MATERIALS PROVIDED:
----
// src/audio/analysis.rs
//! Analysis graph: frequency- and time-domain snapshots of a source.
//!
//! Exactly one graph binds to one audio source. Snapshot buffers are
//! fixed-length and overwritten in place on every pull, so callers must
//! finish with a snapshot before the next tick or copy it out.

use rustfft::{FftPlanner, num_complex::Complex};

use super::sample_capture::SampleRing;
use super::source::AudioSource;
use crate::error::PlayerError;

/// Decibel window mapped onto [0, 1] magnitudes, matching common
/// analyser defaults.
const MIN_DB: f32 = -100.0;
const MAX_DB: f32 = -30.0;

/// Pull-based analysis over the sample ring of one bound source.
pub struct AnalysisGraph {
    /// Frequency transform size; the spectrum has half as many bins.
    spectrum_size: usize,
    /// Time-domain window size, independent of (and larger than) the
    /// spectrum transform.
    waveform_size: usize,
    /// Exponential smoothing across successive frequency snapshots.
    smoothing: f32,
    planner: FftPlanner<f32>,
    /// Bound source: adapter id plus its sample ring.
    bound: Option<(u64, SampleRing)>,
    /// Frequency snapshot, length `spectrum_size / 2`. Overwritten in
    /// place on every pull.
    freq_bins: Vec<f32>,
    /// Waveform snapshot, length `waveform_size`. Overwritten in place.
    waveform: Vec<f32>,
    scratch: Vec<Complex<f32>>,
}

impl AnalysisGraph {
    /// Transform sizes and smoothing are fixed for the lifetime of the
    /// graph; there is no mid-session reconfiguration.
    pub fn new(spectrum_size: usize, waveform_size: usize, smoothing: f32) -> Self {
        Self {
            spectrum_size,
            waveform_size,
            smoothing: smoothing.clamp(0.0, 0.99),
            planner: FftPlanner::new(),
            bound: None,
            freq_bins: vec![0.0; spectrum_size / 2],
            waveform: vec![0.0; waveform_size],
            scratch: vec![Complex::new(0.0, 0.0); spectrum_size],
        }
    }

    /// Bind this graph to a source's sample ring.
    ///
    /// Idempotent per adapter instance: attaching the same source again
    /// is a no-op. Attaching a different source while bound fails with
    /// [`PlayerError::GraphAlreadyBound`]; the caller must detach first.
    pub fn attach(&mut self, source: &AudioSource) -> Result<(), PlayerError> {
        match &self.bound {
            Some((id, _)) if *id == source.id() => Ok(()),
            Some(_) => Err(PlayerError::GraphAlreadyBound),
            None => {
                self.bound = Some((source.id(), source.samples().clone()));
                Ok(())
            }
        }
    }

    /// Release the binding. Safe to call when unbound.
    pub fn detach(&mut self) {
        self.bound = None;
        self.freq_bins.fill(0.0);
        self.waveform.fill(0.0);
    }

    pub fn is_attached(&self) -> bool {
        self.bound.is_some()
    }

    /// Number of frequency bins a snapshot carries.
    pub fn bin_count(&self) -> usize {
        self.spectrum_size / 2
    }

    /// Pull the current frequency-domain snapshot: Hann-windowed FFT of
    /// the most recent `spectrum_size` samples, magnitudes mapped from
    /// a fixed dB window onto [0, 1] and smoothed against the previous
    /// snapshot.
    ///
    /// Returns `None` while unattached or sample-starved; both are soft
    /// capability gaps, never playback errors.
    pub fn frequency_snapshot(&mut self) -> Option<&[f32]> {
        let ring = self.bound.as_ref()?.1.clone();
        let n = self.spectrum_size;

        {
            use ringbuf::traits::*;
            let ring = ring.lock().ok()?;
            let available = ring.occupied_len();
            if available < n {
                return None;
            }
            let start = available - n;
            for (i, &sample) in ring.iter().skip(start).take(n).enumerate() {
                // Hann window to limit spectral leakage.
                let w = 0.5
                    * (1.0 - (2.0 * std::f32::consts::PI * i as f32 / n as f32).cos());
                self.scratch[i] = Complex::new(sample * w, 0.0);
            }
        }

        let fft = self.planner.plan_fft_forward(n);
        fft.process(&mut self.scratch);

        let scale = 1.0 / n as f32;
        let smoothing = self.smoothing;
        for (bin, c) in self.freq_bins.iter_mut().zip(self.scratch.iter()) {
            let magnitude = (c.re * c.re + c.im * c.im).sqrt() * scale;
            let db = 20.0 * magnitude.max(1e-10).log10();
            let level = ((db - MIN_DB) / (MAX_DB - MIN_DB)).clamp(0.0, 1.0);
            *bin = smoothing * *bin + (1.0 - smoothing) * level;
        }

        Some(&self.freq_bins)
    }

    /// Pull the current time-domain snapshot: the most recent
    /// `waveform_size` samples, zero-padded at the front while the ring
    /// is still filling. Returns `None` while unattached or before any
    /// sample arrived.
    pub fn waveform_snapshot(&mut self) -> Option<&[f32]> {
        let ring = self.bound.as_ref()?.1.clone();
        let n = self.waveform_size;

        use ringbuf::traits::*;
        let ring = ring.lock().ok()?;
        let available = ring.occupied_len();
        if available == 0 {
            return None;
        }

        let take = available.min(n);
        let pad = n - take;
        self.waveform[..pad].fill(0.0);
        for (slot, sample) in self.waveform[pad..]
            .iter_mut()
            .zip(ring.iter().skip(available - take).take(take))
        {
            *slot = *sample;
        }

        Some(&self.waveform)
    }
}

#[cfg(test)]
mod tests {
    use super::*;
    use approx::assert_relative_eq;
    use ringbuf::traits::*;

    fn fill_sine(source: &AudioSource, cycles_per_window: usize, window: usize, len: usize) {
        let mut ring = source.samples().lock().unwrap();
        for i in 0..len {
            let phase =
                2.0 * std::f32::consts::PI * cycles_per_window as f32 * i as f32 / window as f32;
            if ring.is_full() {
                let _ = ring.try_pop();
            }
            // Low amplitude keeps the mapped levels inside the dB window
            // so the spectral peak stays unambiguous.
            let _ = ring.try_push(0.1 * phase.sin());
        }
    }

    #[test]
    fn test_snapshot_requires_attachment() {
        let mut graph = AnalysisGraph::new(256, 2048, 0.8);
        assert!(graph.frequency_snapshot().is_none());
        assert!(graph.waveform_snapshot().is_none());
    }

    #[test]
    fn test_attach_is_idempotent_per_source() {
        let source = AudioSource::new();
        let mut graph = AnalysisGraph::new(256, 2048, 0.8);
        graph.attach(&source).unwrap();
        graph.attach(&source).unwrap();
        assert!(graph.is_attached());
    }

    #[test]
    fn test_attach_other_source_while_bound_fails() {
        let first = AudioSource::new();
        let second = AudioSource::new();
        let mut graph = AnalysisGraph::new(256, 2048, 0.8);
        graph.attach(&first).unwrap();
        assert_eq!(
            graph.attach(&second).unwrap_err(),
            PlayerError::GraphAlreadyBound
        );

        // After an explicit detach the graph can rebind.
        graph.detach();
        graph.attach(&second).unwrap();
    }

    #[test]
    fn test_frequency_snapshot_needs_enough_samples() {
        let source = AudioSource::new();
        let mut graph = AnalysisGraph::new(256, 2048, 0.8);
        graph.attach(&source).unwrap();
        fill_sine(&source, 8, 256, 100);
        assert!(graph.frequency_snapshot().is_none());
    }

    #[test]
    fn test_sine_peaks_in_expected_bin() {
        let source = AudioSource::new();
        // No smoothing so one snapshot reflects the input directly.
        let mut graph = AnalysisGraph::new(256, 2048, 0.0);
        graph.attach(&source).unwrap();
        fill_sine(&source, 8, 256, 256);

        let bins = graph.frequency_snapshot().unwrap().to_vec();
        assert_eq!(bins.len(), 128);
        let peak = bins
            .iter()
            .enumerate()
            .max_by(|a, b| a.1.total_cmp(b.1))
            .map(|(i, _)| i)
            .unwrap();
        assert_eq!(peak, 8);
    }

    #[test]
    fn test_snapshot_length_is_fixed() {
        let source = AudioSource::new();
        let mut graph = AnalysisGraph::new(256, 2048, 0.8);
        graph.attach(&source).unwrap();
        fill_sine(&source, 4, 256, 4096);

        let first_len = graph.frequency_snapshot().unwrap().len();
        let second_len = graph.frequency_snapshot().unwrap().len();
        assert_eq!(first_len, 128);
        assert_eq!(second_len, 128);
    }

    #[test]
    fn test_smoothing_blends_successive_snapshots() {
        let source = AudioSource::new();
        let mut smoothed = AnalysisGraph::new(256, 2048, 0.8);
        let mut raw = AnalysisGraph::new(256, 2048, 0.0);
        smoothed.attach(&source).unwrap();
        raw.attach(&source).unwrap();
        fill_sine(&source, 8, 256, 256);

        let direct = raw.frequency_snapshot().unwrap()[8];
        let blended = smoothed.frequency_snapshot().unwrap()[8];
        // First smoothed frame rises from zero by the (1 - smoothing)
        // fraction of the raw level.
        assert_relative_eq!(blended, direct * 0.2, epsilon = 1e-4);
    }

    #[test]
    fn test_waveform_zero_pads_partial_ring() {
        let source = AudioSource::new();
        let mut graph = AnalysisGraph::new(256, 2048, 0.8);
        graph.attach(&source).unwrap();
        {
            let mut ring = source.samples().lock().unwrap();
            for _ in 0..100 {
                let _ = ring.try_push(0.5);
            }
        }
        let wave = graph.waveform_snapshot().unwrap();
        assert_eq!(wave.len(), 2048);
        assert_eq!(wave[0], 0.0);
        assert_eq!(wave[2047], 0.5);
    }
}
----
ASSIGNED TASK: Output the lines of the records above exactly as they appear, from the line containing "pub fn detach(&mut" through the line containing "let smoothing = self.smoothing;".

OUTPUT BELOW:
    pub fn detach(&mut self) {
        self.bound = None;
        self.freq_bins.fill(0.0);
        self.waveform.fill(0.0);
    }

    pub fn is_attached(&self) -> bool {
        self.bound.is_some()
    }

    /// Number of frequency bins a snapshot carries.
    pub fn bin_count(&self) -> usize {
        self.spectrum_size / 2
    }

    /// Pull the current frequency-domain snapshot: Hann-windowed FFT of
    /// the most recent `spectrum_size` samples, magnitudes mapped from
    /// a fixed dB window onto [0, 1] and smoothed against the previous
    /// snapshot.
    ///
    /// Returns `None` while unattached or sample-starved; both are soft
    /// capability gaps, never playback errors.
    pub fn frequency_snapshot(&mut self) -> Option<&[f32]> {
        let ring = self.bound.as_ref()?.1.clone();
        let n = self.spectrum_size;

        {
            use ringbuf::traits::*;
            let ring = ring.lock().ok()?;
            let available = ring.occupied_len();
            if available < n {
                return None;
            }
            let start = available - n;
            for (i, &sample) in ring.iter().skip(start).take(n).enumerate() {
                // Hann window to limit spectral leakage.
                let w = 0.5
                    * (1.0 - (2.0 * std::f32::consts::PI * i as f32 / n as f32).cos());
                self.scratch[i] = Complex::new(sample * w, 0.0);
            }
        }

        let fft = self.planner.plan_fft_forward(n);
        fft.process(&mut self.scratch);

        let scale = 1.0 / n as f32;
        let smoothing = self.smoothing;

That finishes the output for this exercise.